Judaism does not ask us to apologize for feeling good-it does demand though that our behavior with ourselves and each other reflects the sense that each of us are created in God’s image and therefore how we treat each other is crucial.
In a nutshell, Don’t apologize for getting something out of mitzvot, but stretch yourself to do even those that don’t feel meaningful quite yet!

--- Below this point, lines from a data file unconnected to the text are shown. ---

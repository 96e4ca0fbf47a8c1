use std::sync::Arc;

use atelier_replicate::ImageGenerator;
use atelier_store::JobStore;

use crate::config::ServerConfig;

/// Shared application state available to all Axum handlers via `State<AppState>`.
///
/// This is cheaply cloneable (inner data is behind `Arc`).
#[derive(Clone)]
pub struct AppState {
    /// Job registry.
    pub store: Arc<dyn JobStore>,
    /// Remote generation client (or a test double).
    pub generator: Arc<dyn ImageGenerator>,
    /// Server configuration.
    pub config: Arc<ServerConfig>,
}
/// Jobs are identified by a UUID v4 assigned at creation.
pub type JobId = uuid::Uuid;

/// All timestamps are UTC.
pub type Timestamp = chrono::DateTime<chrono::Utc>;
use crate::types::JobId;

#[derive(Debug, thiserror::Error)]
pub enum CoreError {
    #[error("Entity not found: {entity} with id {id}")]
    NotFound { entity: &'static str, id: JobId },

    #[error("Validation failed: {0}")]
    Validation(String),
}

There is nothing I do for which I know all the reasons I may do it. That means that even when I may be engaged in what appears to be completely altruistic behavior, it likely will include at least a touch of the pragmatic, an element of what's in this for me. And while I would love to imagine I'm free from the "taint" of reward, there is a part of most of us that seems unable fully to eliminate a certain (forgive me) Santa Claus view of deity and our concern for any divine naughty or nice list. Curiously, the famous song does end with a coda on point for this discussion. "So be good for goodness sake," in addition to being the only honest line in the song, implies that the reward for our good conduct – unlike the presents/bribes or punishments the song describes – is principally, were it only so, our growth in self and soul. But religion in general and Judaism in particular are not only for those who live exclusively in the rarefied heights of pure motives. No matter our age or stage, what's in it for me will likely intrude, at least occasionally. No doubt that is why, especially from a perspective that includes personal autonomy in decision-making, the tradition's reminder seems of the moment. Mitoch shelo lishma ba lishma. It may be translated or interpreted as "doing something good for the ‘wrong or ulterior’ motive may eventually lead to doing it for the right reason” (literally, for its own sake). Similarly, the Jewish people's response at Mount Sinai, na’aseh v’nishma (we shall do and we shall hear or understand). Or as Nike urges, "Just do it."